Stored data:
#![allow(dead_code)]

use std::collections::VecDeque;
use std::rc::Rc;

use tileui::{
    Color, ColorPair, Context, Dimensioni, Event, FontId, FontMetrics, GlyphMetrics, HAlign, Host, PanicCode, Rect, Style, Tick,
    VAlign, dirty_buffer_len,
};

pub const DISP_W: i32 = 800;
pub const DISP_H: i32 = 480;
pub const TILE_W: i32 = 32;
pub const TILE_H: i32 = 32;

pub const H_PAD: i32 = 2;
pub const V_PAD: i32 = 2;
pub const LINE_HEIGHT: i32 = 16;

/// Host double with a scripted event queue; `None` entries simulate event
/// waits that time out. Draw and blit calls are recorded for inspection.
/// When the script runs dry a `Quit` is produced so a test can never hang.
pub struct TestHost {
    pub events: VecDeque<Option<Event>>,
    pub fills: Vec<(Rect, u32)>,
    pub glyphs: Vec<(u32, Rect, Rect)>,
    pub blts: Vec<(i32, i32)>,
    pub ticks: Tick,
}

impl TestHost {
    pub fn new(events: Vec<Option<Event>>) -> Self {
        Self {
            events: events.into(),
            fills: Vec::new(),
            glyphs: Vec::new(),
            blts: Vec::new(),
            ticks: 0,
        }
    }
}

impl Host for TestHost {
    fn panic(&self, code: PanicCode) -> ! { panic!("host panic: {:?}", code) }

    fn monotonic_time(&mut self) -> Tick {
        self.ticks = self.ticks.wrapping_add(1);
        self.ticks
    }

    fn get_event(&mut self, _timeout: Tick) -> Option<Event> { self.events.pop_front().unwrap_or(Some(Event::Quit)) }

    fn font_metrics(&mut self, _font: FontId) -> FontMetrics {
        FontMetrics {
            ascent: 12,
            descent: 4,
            center: 6,
            line_height: LINE_HEIGHT,
        }
    }

    fn glyph_metrics(&mut self, _font: FontId, codepoint: u32) -> Option<GlyphMetrics> {
        (codepoint >= 0x20).then_some(GlyphMetrics {
            codepoint,
            width: 6,
            height: 10,
            x_bearing: 1,
            y_bearing: 9,
            x_advance: 8,
        })
    }

    fn draw_glyph(&mut self, dest: &Rect, src: &Rect, metrics: &GlyphMetrics, _colors: &ColorPair) {
        self.glyphs.push((metrics.codepoint, *dest, *src));
    }

    fn draw_fill(&mut self, dest: &Rect, color: Color) { self.fills.push((*dest, color.raw())); }

    fn blt_tile(&mut self, x: i32, y: i32) { self.blts.push((x, y)); }
}

pub fn test_style() -> Rc<Style> {
    Rc::new(Style {
        font: FontId::new(1),
        h_align: HAlign::Center,
        v_align: VAlign::Middle,
        h_padding: H_PAD,
        v_padding: V_PAD,
        colors: [
            ColorPair {
                foreground: Color::new(0x666666),
                background: Color::new(0x222222),
            },
            ColorPair {
                foreground: Color::new(0xFFFFFF),
                background: Color::new(0x444444),
            },
            ColorPair {
                foreground: Color::new(0x000000),
                background: Color::new(0xCCCCCC),
            },
        ],
    })
}

pub fn new_context(events: Vec<Option<Event>>) -> Context<TestHost> {
    let dirty = vec![0u32; dirty_buffer_len(DISP_W, DISP_H, TILE_W, TILE_H)];

    Context::new(
        dirty,
        64,
        Dimensioni::new(DISP_W, DISP_H),
        Dimensioni::new(TILE_W, TILE_H),
        Color::new(0x101010),
        test_style(),
        TestHost::new(events),
    )
}

/// Press followed by release at the same point.
pub fn tap(events: &mut Vec<Option<Event>>, x: i32, y: i32) {
    events.push(Some(Event::Press { x, y }));
    events.push(Some(Event::Release { x, y }));
}
// how long a single event wait may block before the loop re-checks its flags
const EVENT_WAIT: Tick = 100;

/// Primary entry point tying together the widget pool, the dirty-tile
/// renderer, and the event loop over a [`Host`] capability implementation.
///
/// All storage is sized at construction; none of the engine's paths allocate
/// after that apart from widget text updates.
pub struct Context<H: Host> {
    host: H,
    dirty: DirtyMap,

    widgets: Vec<Widget<H>>,
    widget_capacity: usize,

    disp: Dimensioni,
    tile: Dimensioni,

    background: Color,
    default_style: Rc<Style>,

    draw_state: DrawState,

    quit_flag: bool,
    run_stack: Vec<bool>,
    run_result: i32,

    pressed: Option<WidgetHandle>,
}

impl<H: Host> Context<H> {
    /// Creates a context over a host implementation. `dirty_buffer` is the
    /// application-supplied bitmap storage, sized with [`dirty_buffer_len`];
    /// `widget_capacity` bounds the widget pool. Panics through the host with
    /// [`PanicCode::DirtyBufferTooSmall`] when the buffer cannot cover the
    /// display. The whole display starts out dirty.
    pub fn new(
        dirty_buffer: Vec<u32>,
        widget_capacity: usize,
        disp: Dimensioni,
        tile: Dimensioni,
        background: Color,
        default_style: Rc<Style>,
        host: H,
    ) -> Self {
        if dirty_buffer.len() < dirty_buffer_len(disp.width, disp.height, tile.width, tile.height) {
            host.panic(PanicCode::DirtyBufferTooSmall);
        }

        debug!(
            "context initialized: {}x{} display, {}x{} tiles, {} widget slots",
            disp.width, disp.height, tile.width, tile.height, widget_capacity
        );

        let mut ctx = Self {
            host,
            dirty: DirtyMap::new(dirty_buffer, disp, tile),
            widgets: Vec::with_capacity(widget_capacity),
            widget_capacity,
            disp,
            tile,
            background,
            default_style,
            draw_state: DrawState::new(disp),
            quit_flag: false,
            run_stack: Vec::new(),
            run_result: 0,
            pressed: None,
        };

        ctx.dirty.mark_all();
        ctx
    }

    /// Returns a shared reference to the host.
    pub fn host(&self) -> &H { &self.host }

    /// Returns a mutable reference to the host.
    pub fn host_mut(&mut self) -> &mut H { &mut self.host }

    /// Returns the display dimensions in pixels.
    pub fn display_size(&self) -> Dimensioni { self.disp }

    /// Returns the tile dimensions in pixels.
    pub fn tile_size(&self) -> Dimensioni { self.tile }

    /// Returns the style widgets fall back to when none is given.
    pub fn default_style(&self) -> Rc<Style> { self.default_style.clone() }

    /// Returns the number of live widgets in the pool.
    pub fn widget_count(&self) -> usize { self.widgets.len() }

    fn widget(&self, handle: WidgetHandle) -> &Widget<H> {
        if cfg!(debug_assertions) && handle.0 >= self.widgets.len() {
            self.host.panic(PanicCode::InvalidWidgetHandle);
        }

        &self.widgets[handle.0]
    }

    fn widget_mut(&mut self, handle: WidgetHandle) -> &mut Widget<H> {
        if cfg!(debug_assertions) && handle.0 >= self.widgets.len() {
            self.host.panic(PanicCode::InvalidWidgetHandle);
        }

        &mut self.widgets[handle.0]
    }

    fn resolve_style(&self, style: Option<&Rc<Style>>) -> Rc<Style> {
        style.cloned().unwrap_or_else(|| self.default_style.clone())
    }


    /// Adds a widget to the pool and marks its area dirty. The style falls
    /// back to the context default; the widget starts with empty-callback and
    /// zero metadata. Panics through the host with [`PanicCode::OutOfMemory`]
    /// when the pool is full. Insertion order is z-order, bottom first.
    pub fn add_widget(&mut self, x: i32, y: i32, width: i32, height: i32, style: Option<&Rc<Style>>, text: &str, enabled: bool) -> WidgetHandle {
        if self.widgets.len() >= self.widget_capacity {
            self.host.panic(PanicCode::OutOfMemory);
        }

        let widget = Widget {
            style: self.resolve_style(style),
            text: String::from(text),
            state: if enabled { WidgetState::Enabled } else { WidgetState::Disabled },
            rect: Rect::new(x, y, width, height),
            callback: None,
            metadata: 0,
        };

        self.dirty.mark(&widget.rect);
        self.widgets.push(widget);

        WidgetHandle(self.widgets.len() - 1)
    }

    /// Destroys every widget. Handles become invalid, the pressed widget is
    /// forgotten, and the whole display is marked dirty.
    pub fn delete_widgets(&mut self) {
        debug!("widget pool reset ({} widgets dropped)", self.widgets.len());

        self.pressed = None;
        self.widgets.clear();
        self.dirty.mark_all();
    }

    /// Marks a widget's area dirty without changing it.
    pub fn force_widget_redraw(&mut self, handle: WidgetHandle) {
        let rect = self.widget(handle).rect;
        self.dirty.mark(&rect);
    }

    /// Installs the callback invoked when a press and release both land on
    /// the widget.
    pub fn set_widget_callback(&mut self, handle: WidgetHandle, callback: WidgetCallback<H>) {
        self.widget_mut(handle).callback = Some(callback);
    }

    /// Moves/resizes a widget, marking both the vacated and the newly covered
    /// area dirty.
    pub fn set_widget_bounds(&mut self, handle: WidgetHandle, bounds: &Rect) {
        let old = self.widget(handle).rect;
        self.dirty.mark(&old);
        self.widget_mut(handle).rect = *bounds;
        self.dirty.mark(bounds);
    }

    /// Returns a widget's bounding rectangle.
    pub fn get_widget_bounds(&self, handle: WidgetHandle) -> Rect { self.widget(handle).rect }

    /// Replaces a widget's style, falling back to the context default. Only
    /// marks dirty when the style identity actually changes.
    pub fn set_widget_style(&mut self, handle: WidgetHandle, style: Option<&Rc<Style>>) {
        let new_style = self.resolve_style(style);
        let widget = self.widget_mut(handle);

        if !Rc::ptr_eq(&widget.style, &new_style) {
            widget.style = new_style;
            let rect = widget.rect;
            self.dirty.mark(&rect);
        }
    }

    /// Returns the style a widget currently uses.
    pub fn get_widget_style(&self, handle: WidgetHandle) -> Rc<Style> { self.widget(handle).style.clone() }

    /// Replaces a widget's text. Compares bytewise first so reassigning an
    /// unchanged value leaves the dirty bitmap untouched.
    pub fn set_widget_text(&mut self, handle: WidgetHandle, text: &str) {
        let widget = self.widget_mut(handle);

        if widget.text != text {
            widget.text.clear();
            widget.text.push_str(text);
            let rect = widget.rect;
            self.dirty.mark(&rect);
        }
    }

    /// Returns a widget's text.
    pub fn get_widget_text(&self, handle: WidgetHandle) -> &str { &self.widget(handle).text }

    /// Switches a widget between the enabled and disabled states. A no-op
    /// when the state already matches, and a pressed widget is left alone;
    /// press tracking owns that transition.
    pub fn set_widget_enabled(&mut self, handle: WidgetHandle, enabled: bool) {
        let new_state = if enabled { WidgetState::Enabled } else { WidgetState::Disabled };
        let widget = self.widget_mut(handle);

        if widget.state != WidgetState::Pressed && widget.state != new_state {
            widget.state = new_state;
            let rect = widget.rect;
            self.dirty.mark(&rect);
        }
    }

    /// Returns `true` when the widget is in the enabled state.
    pub fn get_widget_enabled(&self, handle: WidgetHandle) -> bool { self.widget(handle).state == WidgetState::Enabled }

    /// Attaches an application-defined value to the widget.
    pub fn set_widget_metadata(&mut self, handle: WidgetHandle, metadata: usize) {
        self.widget_mut(handle).metadata = metadata;
    }

    /// Returns the application-defined value attached to the widget.
    pub fn get_widget_metadata(&self, handle: WidgetHandle) -> usize { self.widget(handle).metadata }

    /// Returns the topmost widget containing the point, scanning the pool
    /// from the most recently added widget down. Widgets with empty
    /// rectangles are never hit.
    pub fn widget_at(&self, x: i32, y: i32) -> Option<WidgetHandle> {
        for i in (0..self.widgets.len()).rev() {
            if self.widgets[i].rect.contains(x, y) {
                return Some(WidgetHandle(i));
            }
        }

        None
    }

    fn set_pressed(&mut self, handle: Option<WidgetHandle>) {
        if let Some(previous) = self.pressed {
            let widget = &mut self.widgets[previous.0];
            widget.state = WidgetState::Enabled;
            let rect = widget.rect;
            self.dirty.mark(&rect);
        }

        self.pressed = handle;

        if let Some(current) = self.pressed {
            let widget = &mut self.widgets[current.0];
            widget.state = WidgetState::Pressed;
            let rect = widget.rect;
            self.dirty.mark(&rect);
        }
    }


    /// Redraws and blits every dirty tile exactly once, leaving the bitmap
    /// all zero. Each bitmap word is cleared before its bits are consumed, so
    /// a tile re-dirtied while the pass runs is painted on the next pass
    /// rather than re-entered. The event loop calls this automatically; it is
    /// public for hosts that drive their own outer loop.
    pub fn clean(&mut self) {
        let tile_width = self.tile.width;
        let tile_height = self.tile.height;
        let pitch = self.dirty.pitch;

        let mut word_x = 0;
        let mut offset_y = 0;
        let mut row_end = pitch;
        let mut rect = Rect::new(0, 0, tile_width, tile_height);

        let mut i = 0;

        while i < self.dirty.words.len() {
            let mut word = self.dirty.words[i];
            self.dirty.words[i] = 0;

            while word != 0 {
                let clz = word.leading_zeros() as i32;
                let offset_x = word_x + clz * tile_width;

                word &= !(0x8000_0000u32 >> clz);

                trace!("redrawing tile at ({offset_x}, {offset_y})");

                let saved_draw_state = self.draw_state;

                // background fill goes straight to the back buffer
                self.host.draw_fill(&rect, self.background);

                rect.set_pos(offset_x, offset_y);

                let mut pass = DrawPass::new(&mut self.host, &mut self.draw_state);
                pass.set_translation(-offset_x, -offset_y);
                pass.set_clip(&rect);

                for widget in &self.widgets {
                    if rect.overlaps(&widget.rect) {
                        pass.widget(widget);
                    }
                }

                self.draw_state = saved_draw_state;
                rect.set_pos(0, 0);

                self.host.blt_tile(offset_x, offset_y);
            }

            i += 1;

            if i >= row_end {
                word_x = 0;
                offset_y += tile_height;
                row_end += pitch;
            } else {
                word_x += 32 * tile_width;
            }
        }
    }


    /// Runs the event loop until [`Context::stop`] or [`Context::quit`] ends
    /// it, returning the recorded result. Loops nest: a widget callback may
    /// call `start` again, and the inner loop runs to completion before the
    /// outer resumes. The display is brought up to date before the first
    /// event is awaited, and again after any event that changed widget state.
    pub fn start(&mut self) -> i32 {
        // only the outermost loop may reset the quit cascade
        if self.run_stack.is_empty() {
            self.quit_flag = false;
        }

        self.run_stack.push(true);
        let level = self.run_stack.len() - 1;

        let mut need_clean = true;

        loop {
            let mut triggered = None;

            if need_clean {
                need_clean = false;
                self.clean();
            }

            if let Some(event) = self.host.get_event(EVENT_WAIT) {
                match event {
                    Event::Quit => self.quit(0),

                    Event::Press { x, y } => {
                        trace!("press at ({x}, {y})");

                        if let Some(handle) = self.widget_at(x, y) {
                            if self.widgets[handle.0].state == WidgetState::Enabled {
                                self.set_pressed(Some(handle));
                                need_clean = true;
                            }
                        }
                    }

                    Event::Release { x, y } => {
                        trace!("release at ({x}, {y})");

                        // a release only triggers the widget the press landed on
                        if let Some(pressed) = self.pressed {
                            if self.widget_at(x, y) == Some(pressed) {
                                triggered = Some(pressed);
                            }
                        }

                        self.set_pressed(None);
                        need_clean = true;
                    }
                }
            }

            if let Some(handle) = triggered {
                let callback = self.widgets[handle.0].callback.clone();

                if let Some(callback) = callback {
                    callback(self, handle);
                }
            }

            if !self.run_stack[level] || self.quit_flag {
                break;
            }
        }

        self.run_stack.pop();
        self.run_result
    }

    /// Ends the innermost running event loop, recording its result. Does
    /// nothing when no loop is running.
    pub fn stop(&mut self, result: i32) {
        if let Some(run) = self.run_stack.last_mut() {
            self.run_result = result;
            *run = false;
        }
    }

    /// Ends every running event loop: stops the innermost with `result` and
    /// raises the quit flag, which each outer loop observes at its next
    /// iteration check.
    pub fn quit(&mut self, result: i32) {
        self.stop(result);
        self.quit_flag = true;
    }
}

Task instructions
Throughout the records above, find the lines in which the word "innermost" appears and return them.

Response to this task
    /// Ends the innermost running event loop, recording its result. Does
    /// Ends every running event loop: stops the innermost with `result` and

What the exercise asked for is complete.